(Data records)
• • •
use std::sync::Arc;

use tokio_util::sync::CancellationToken;

use crate::config::ServerConfig;
use crate::dashboard::{run_dashboard, DashboardState};
use crate::error::Result;
use crate::notify::NotificationDispatcher;
use crate::queue::JobQueue;
use crate::worker::{CommandExecutor, QueueWorker};

/// Runs the HTTP surface and one queue worker over a shared store.
pub struct Server {
    config: ServerConfig,
    queue: JobQueue,
}

impl Server {
    /// Validate `config` and open the database it points at.
    pub async fn open(config: ServerConfig) -> Result<Self> {
        config.validate()?;
        let queue = JobQueue::open(&config.database_path).await?;
        Ok(Self { config, queue })
    }

    /// Use an already-open store.
    pub fn with_queue(config: ServerConfig, queue: JobQueue) -> Result<Self> {
        config.validate()?;
        Ok(Self { config, queue })
    }

    pub fn queue(&self) -> &JobQueue {
        &self.queue
    }

    /// Run until `shutdown` is cancelled.
    ///
    /// Shutdown order: the HTTP server stops accepting, the worker stops
    /// between ticks (killing and releasing an in-flight job), then pending
    /// notifications get `notification_grace` to finish.
    pub async fn run(self, shutdown: CancellationToken) -> Result<()> {
        let dispatcher = NotificationDispatcher::new(self.queue.clone());
        let worker = Arc::new(QueueWorker::new(
            self.queue.clone(),
            CommandExecutor::new(self.config.executor.clone()),
            dispatcher.clone(),
            self.config.worker.clone(),
            &shutdown,
        ));

        tracing::info!(
            worker_id = %worker.id(),
            database = %self.config.database_path.display(),
            program = %self.config.executor.program,
            timeout = ?self.config.executor.timeout,
            retry_policy = ?self.config.worker.retry_policy,
            "Starting pull worker"
        );

        let worker_task = {
            let worker = worker.clone();
            tokio::spawn(async move { worker.run().await })
        };

        let state = DashboardState {
            queue: self.queue.clone(),
        };
        let http_result = run_dashboard(self.config.listen_addr, state, shutdown.clone()).await;
        if let Err(ref e) = http_result {
            tracing::error!(error = %e, "HTTP server failed, stopping worker");
            worker.stop();
        }

        if let Err(e) = worker_task.await {
            tracing::error!(error = %e, "Worker task panicked");
        }

        if !dispatcher.drain(self.config.worker.notification_grace).await {
            tracing::warn!(
                grace = ?self.config.worker.notification_grace,
                "Notifications still in flight at shutdown"
            );
        }

        tracing::info!("Pull worker stopped");
        http_result
    }
}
• • •
Task description:
Please copy out the data above exactly.

Answer below:
use std::sync::Arc;

use tokio_util::sync::CancellationToken;

use crate::config::ServerConfig;
use crate::dashboard::{run_dashboard, DashboardState};
use crate::error::Result;
use crate::notify::NotificationDispatcher;
use crate::queue::JobQueue;
use crate::worker::{CommandExecutor, QueueWorker};

/// Runs the HTTP surface and one queue worker over a shared store.
pub struct Server {
    config: ServerConfig,
    queue: JobQueue,
}

impl Server {
    /// Validate `config` and open the database it points at.
    pub async fn open(config: ServerConfig) -> Result<Self> {
        config.validate()?;
        let queue = JobQueue::open(&config.database_path).await?;
        Ok(Self { config, queue })
    }

    /// Use an already-open store.
    pub fn with_queue(config: ServerConfig, queue: JobQueue) -> Result<Self> {
        config.validate()?;
        Ok(Self { config, queue })
    }

    pub fn queue(&self) -> &JobQueue {
        &self.queue
    }

    /// Run until `shutdown` is cancelled.
    ///
    /// Shutdown order: the HTTP server stops accepting, the worker stops
    /// between ticks (killing and releasing an in-flight job), then pending
    /// notifications get `notification_grace` to finish.
    pub async fn run(self, shutdown: CancellationToken) -> Result<()> {
        let dispatcher = NotificationDispatcher::new(self.queue.clone());
        let worker = Arc::new(QueueWorker::new(
            self.queue.clone(),
            CommandExecutor::new(self.config.executor.clone()),
            dispatcher.clone(),
            self.config.worker.clone(),
            &shutdown,
        ));

        tracing::info!(
            worker_id = %worker.id(),
            database = %self.config.database_path.display(),
            program = %self.config.executor.program,
            timeout = ?self.config.executor.timeout,
            retry_policy = ?self.config.worker.retry_policy,
            "Starting pull worker"
        );

        let worker_task = {
            let worker = worker.clone();
            tokio::spawn(async move { worker.run().await })
        };

        let state = DashboardState {
            queue: self.queue.clone(),
        };
        let http_result = run_dashboard(self.config.listen_addr, state, shutdown.clone()).await;
        if let Err(ref e) = http_result {
            tracing::error!(error = %e, "HTTP server failed, stopping worker");
            worker.stop();
        }

        if let Err(e) = worker_task.await {
            tracing::error!(error = %e, "Worker task panicked");
        }

        if !dispatcher.drain(self.config.worker.notification_grace).await {
            tracing::warn!(
                grace = ?self.config.worker.notification_grace,
                "Notifications still in flight at shutdown"
            );
        }

        tracing::info!("Pull worker stopped");
        http_result
    }
}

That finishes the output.